THE INPUT Block Start

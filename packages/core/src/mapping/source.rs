//! Where a declaration's value comes from.

use std::fmt;

use super::resource::Resource;
use super::Scope;
use crate::date::ExtendedDate;
use crate::error::{CrosswalkError, Result};
use crate::parser::OaiHeaders;
use crate::value::{Navigate, Value, ValueArray};

/// One value flowing through a mapping.
#[derive(Debug, Clone)]
pub enum Datum {
    Text(String),
    Uri(String),
    Date(ExtendedDate),
    /// A node of the source record, stored as its text value.
    Node(Value),
    Resource(Box<Resource>),
}

impl Datum {
    /// Text form of scalar data; `None` for nested resources.
    #[must_use]
    pub fn text(&self) -> Option<String> {
        match self {
            Self::Text(text) | Self::Uri(text) => Some(text.clone()),
            Self::Date(date) => Some(date.to_string()),
            Self::Node(node) => Some(node.value()),
            Self::Resource(_) => None,
        }
    }

    #[must_use]
    pub fn as_node(&self) -> Option<&Value> {
        match self {
            Self::Node(node) => Some(node),
            _ => None,
        }
    }
}

impl From<&str> for Datum {
    fn from(text: &str) -> Self {
        Self::Text(text.to_string())
    }
}

impl From<String> for Datum {
    fn from(text: String) -> Self {
        Self::Text(text)
    }
}

impl From<Value> for Datum {
    fn from(node: Value) -> Self {
        Self::Node(node)
    }
}

impl From<ExtendedDate> for Datum {
    fn from(date: ExtendedDate) -> Self {
        Self::Date(date)
    }
}

impl From<Resource> for Datum {
    fn from(resource: Resource) -> Self {
        Self::Resource(Box::new(resource))
    }
}

/// A resolved source: a single datum or an ordered collection.
#[derive(Debug, Clone)]
pub enum Resolved {
    One(Datum),
    Many(Vec<Datum>),
}

impl Resolved {
    #[must_use]
    pub fn len(&self) -> usize {
        match self {
            Self::One(_) => 1,
            Self::Many(items) => items.len(),
        }
    }

    #[must_use]
    pub fn is_empty(&self) -> bool {
        self.len() == 0
    }

    /// Apply `f` to the single datum, or to each element of a collection.
    pub fn try_map<F>(self, f: F) -> Result<Self>
    where
        F: Fn(Datum) -> Result<Datum>,
    {
        Ok(match self {
            Self::One(datum) => Self::One(f(datum)?),
            Self::Many(items) => Self::Many(items.into_iter().map(f).collect::<Result<_>>()?),
        })
    }

    #[must_use]
    pub fn into_vec(self) -> Vec<Datum> {
        match self {
            Self::One(datum) => vec![datum],
            Self::Many(items) => items,
        }
    }
}

impl From<Datum> for Resolved {
    fn from(datum: Datum) -> Self {
        Self::One(datum)
    }
}

impl From<&str> for Resolved {
    fn from(text: &str) -> Self {
        Self::One(text.into())
    }
}

impl From<String> for Resolved {
    fn from(text: String) -> Self {
        Self::One(text.into())
    }
}

impl From<Value> for Resolved {
    fn from(node: Value) -> Self {
        Self::One(Datum::Node(node))
    }
}

impl From<ValueArray> for Resolved {
    fn from(values: ValueArray) -> Self {
        Self::Many(values.into_iter().map(Datum::Node).collect())
    }
}

/// Deferred computation evaluated against a record scope.
pub type Computation = dyn Fn(&Scope<'_>) -> Result<Resolved> + Send + Sync;

/// The value a declaration assigns: a literal, or a computation run against
/// each record.
pub enum ValueSource {
    Literal(Resolved),
    Computed(Box<Computation>),
}

impl ValueSource {
    pub fn literal(value: impl Into<Datum>) -> Self {
        Self::Literal(Resolved::One(value.into()))
    }

    pub fn literals<I, T>(values: I) -> Self
    where
        I: IntoIterator<Item = T>,
        T: Into<Datum>,
    {
        Self::Literal(Resolved::Many(values.into_iter().map(Into::into).collect()))
    }

    pub fn computed<F>(f: F) -> Self
    where
        F: Fn(&Scope<'_>) -> Result<Resolved> + Send + Sync + 'static,
    {
        Self::Computed(Box::new(f))
    }

    /// Chained child lookups from the record root.
    pub fn field<I, S>(path: I) -> Self
    where
        I: IntoIterator<Item = S>,
        S: Into<String>,
    {
        let path = collect_path(path);
        Self::computed(move |scope| {
            Ok(ValueArray::from(scope.root().clone())
                .field(&path)?
                .into())
        })
    }

    /// Chained child lookups from the record's OAI header.
    pub fn header_field<I, S>(path: I) -> Self
    where
        I: IntoIterator<Item = S>,
        S: Into<String>,
    {
        let path = collect_path(path);
        Self::computed(move |scope| Ok(scope.parser().header()?.field(&path)?.into()))
    }

    /// The value bound by an enclosing `each` iteration.
    pub fn binding(name: impl Into<String>) -> Self {
        let name = name.into();
        Self::computed(move |scope| {
            scope
                .binding(&name)
                .cloned()
                .map(Resolved::One)
                .ok_or_else(|| CrosswalkError::MissingBinding(name.clone()))
        })
    }

    /// Chained child lookups starting at a bound node.
    pub fn binding_field<I, S>(name: impl Into<String>, path: I) -> Self
    where
        I: IntoIterator<Item = S>,
        S: Into<String>,
    {
        let name = name.into();
        let path = collect_path(path);
        Self::computed(move |scope| {
            let bound = scope
                .binding(&name)
                .ok_or_else(|| CrosswalkError::MissingBinding(name.clone()))?;
            let node = bound.as_node().ok_or_else(|| {
                CrosswalkError::UnsupportedOperation(format!(
                    "binding '{name}' is not a record node"
                ))
            })?;
            Ok(ValueArray::from(node.clone()).field(&path)?.into())
        })
    }

    /// Evaluate against a record scope.
    pub fn resolve(&self, scope: &Scope<'_>) -> Result<Resolved> {
        match self {
            Self::Literal(value) => Ok(value.clone()),
            Self::Computed(f) => f(scope),
        }
    }
}

fn collect_path<I, S>(path: I) -> Vec<String>
where
    I: IntoIterator<Item = S>,
    S: Into<String>,
{
    path.into_iter().map(Into::into).collect()
}

impl fmt::Debug for ValueSource {
    fn fmt(&self, f: &mut fmt::Formatter<'_>) -> fmt::Result {
        match self {
            Self::Literal(value) => f.debug_tuple("Literal").field(value).finish(),
            Self::Computed(_) => f.write_str("Computed(..)"),
        }
    }
}

impl From<&str> for ValueSource {
    fn from(text: &str) -> Self {
        Self::literal(text)
    }
}

impl From<String> for ValueSource {
    fn from(text: String) -> Self {
        Self::literal(text)
    }
}

impl From<Vec<&str>> for ValueSource {
    fn from(texts: Vec<&str>) -> Self {
        Self::literals(texts)
    }
}

impl From<Datum> for ValueSource {
    fn from(datum: Datum) -> Self {
        Self::Literal(Resolved::One(datum))
    }
}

THE INPUT Block End

ACTIVITY — Please set down the material above once more, word for word.

ANSWER AREA —
filename packages/core/src/mapping/source.rs
//! Where a declaration's value comes from.

use std::fmt;

use super::resource::Resource;
use super::Scope;
use crate::date::ExtendedDate;
use crate::error::{CrosswalkError, Result};
use crate::parser::OaiHeaders;
use crate::value::{Navigate, Value, ValueArray};

/// One value flowing through a mapping.
#[derive(Debug, Clone)]
pub enum Datum {
    Text(String),
    Uri(String),
    Date(ExtendedDate),
    /// A node of the source record, stored as its text value.
    Node(Value),
    Resource(Box<Resource>),
}

impl Datum {
    /// Text form of scalar data; `None` for nested resources.
    #[must_use]
    pub fn text(&self) -> Option<String> {
        match self {
            Self::Text(text) | Self::Uri(text) => Some(text.clone()),
            Self::Date(date) => Some(date.to_string()),
            Self::Node(node) => Some(node.value()),
            Self::Resource(_) => None,
        }
    }

    #[must_use]
    pub fn as_node(&self) -> Option<&Value> {
        match self {
            Self::Node(node) => Some(node),
            _ => None,
        }
    }
}

impl From<&str> for Datum {
    fn from(text: &str) -> Self {
        Self::Text(text.to_string())
    }
}

impl From<String> for Datum {
    fn from(text: String) -> Self {
        Self::Text(text)
    }
}

impl From<Value> for Datum {
    fn from(node: Value) -> Self {
        Self::Node(node)
    }
}

impl From<ExtendedDate> for Datum {
    fn from(date: ExtendedDate) -> Self {
        Self::Date(date)
    }
}

impl From<Resource> for Datum {
    fn from(resource: Resource) -> Self {
        Self::Resource(Box::new(resource))
    }
}

/// A resolved source: a single datum or an ordered collection.
#[derive(Debug, Clone)]
pub enum Resolved {
    One(Datum),
    Many(Vec<Datum>),
}

impl Resolved {
    #[must_use]
    pub fn len(&self) -> usize {
        match self {
            Self::One(_) => 1,
            Self::Many(items) => items.len(),
        }
    }

    #[must_use]
    pub fn is_empty(&self) -> bool {
        self.len() == 0
    }

    /// Apply `f` to the single datum, or to each element of a collection.
    pub fn try_map<F>(self, f: F) -> Result<Self>
    where
        F: Fn(Datum) -> Result<Datum>,
    {
        Ok(match self {
            Self::One(datum) => Self::One(f(datum)?),
            Self::Many(items) => Self::Many(items.into_iter().map(f).collect::<Result<_>>()?),
        })
    }

    #[must_use]
    pub fn into_vec(self) -> Vec<Datum> {
        match self {
            Self::One(datum) => vec![datum],
            Self::Many(items) => items,
        }
    }
}

impl From<Datum> for Resolved {
    fn from(datum: Datum) -> Self {
        Self::One(datum)
    }
}

impl From<&str> for Resolved {
    fn from(text: &str) -> Self {
        Self::One(text.into())
    }
}

impl From<String> for Resolved {
    fn from(text: String) -> Self {
        Self::One(text.into())
    }
}

impl From<Value> for Resolved {
    fn from(node: Value) -> Self {
        Self::One(Datum::Node(node))
    }
}

impl From<ValueArray> for Resolved {
    fn from(values: ValueArray) -> Self {
        Self::Many(values.into_iter().map(Datum::Node).collect())
    }
}

/// Deferred computation evaluated against a record scope.
pub type Computation = dyn Fn(&Scope<'_>) -> Result<Resolved> + Send + Sync;

/// The value a declaration assigns: a literal, or a computation run against
/// each record.
pub enum ValueSource {
    Literal(Resolved),
    Computed(Box<Computation>),
}

impl ValueSource {
    pub fn literal(value: impl Into<Datum>) -> Self {
        Self::Literal(Resolved::One(value.into()))
    }

    pub fn literals<I, T>(values: I) -> Self
    where
        I: IntoIterator<Item = T>,
        T: Into<Datum>,
    {
        Self::Literal(Resolved::Many(values.into_iter().map(Into::into).collect()))
    }

    pub fn computed<F>(f: F) -> Self
    where
        F: Fn(&Scope<'_>) -> Result<Resolved> + Send + Sync + 'static,
    {
        Self::Computed(Box::new(f))
    }

    /// Chained child lookups from the record root.
    pub fn field<I, S>(path: I) -> Self
    where
        I: IntoIterator<Item = S>,
        S: Into<String>,
    {
        let path = collect_path(path);
        Self::computed(move |scope| {
            Ok(ValueArray::from(scope.root().clone())
                .field(&path)?
                .into())
        })
    }

    /// Chained child lookups from the record's OAI header.
    pub fn header_field<I, S>(path: I) -> Self
    where
        I: IntoIterator<Item = S>,
        S: Into<String>,
    {
        let path = collect_path(path);
        Self::computed(move |scope| Ok(scope.parser().header()?.field(&path)?.into()))
    }

    /// The value bound by an enclosing `each` iteration.
    pub fn binding(name: impl Into<String>) -> Self {
        let name = name.into();
        Self::computed(move |scope| {
            scope
                .binding(&name)
                .cloned()
                .map(Resolved::One)
                .ok_or_else(|| CrosswalkError::MissingBinding(name.clone()))
        })
    }

    /// Chained child lookups starting at a bound node.
    pub fn binding_field<I, S>(name: impl Into<String>, path: I) -> Self
    where
        I: IntoIterator<Item = S>,
        S: Into<String>,
    {
        let name = name.into();
        let path = collect_path(path);
        Self::computed(move |scope| {
            let bound = scope
                .binding(&name)
                .ok_or_else(|| CrosswalkError::MissingBinding(name.clone()))?;
            let node = bound.as_node().ok_or_else(|| {
                CrosswalkError::UnsupportedOperation(format!(
                    "binding '{name}' is not a record node"
                ))
            })?;
            Ok(ValueArray::from(node.clone()).field(&path)?.into())
        })
    }

    /// Evaluate against a record scope.
    pub fn resolve(&self, scope: &Scope<'_>) -> Result<Resolved> {
        match self {
            Self::Literal(value) => Ok(value.clone()),
            Self::Computed(f) => f(scope),
        }
    }
}

fn collect_path<I, S>(path: I) -> Vec<String>
where
    I: IntoIterator<Item = S>,
    S: Into<String>,
{
    path.into_iter().map(Into::into).collect()
}

impl fmt::Debug for ValueSource {
    fn fmt(&self, f: &mut fmt::Formatter<'_>) -> fmt::Result {
        match self {
            Self::Literal(value) => f.debug_tuple("Literal").field(value).finish(),
            Self::Computed(_) => f.write_str("Computed(..)"),
        }
    }
}

impl From<&str> for ValueSource {
    fn from(text: &str) -> Self {
        Self::literal(text)
    }
}

impl From<String> for ValueSource {
    fn from(text: String) -> Self {
        Self::literal(text)
    }
}

impl From<Vec<&str>> for ValueSource {
    fn from(texts: Vec<&str>) -> Self {
        Self::literals(texts)
    }
}

impl From<Datum> for ValueSource {
    fn from(datum: Datum) -> Self {
        Self::Literal(Resolved::One(datum))
    }
}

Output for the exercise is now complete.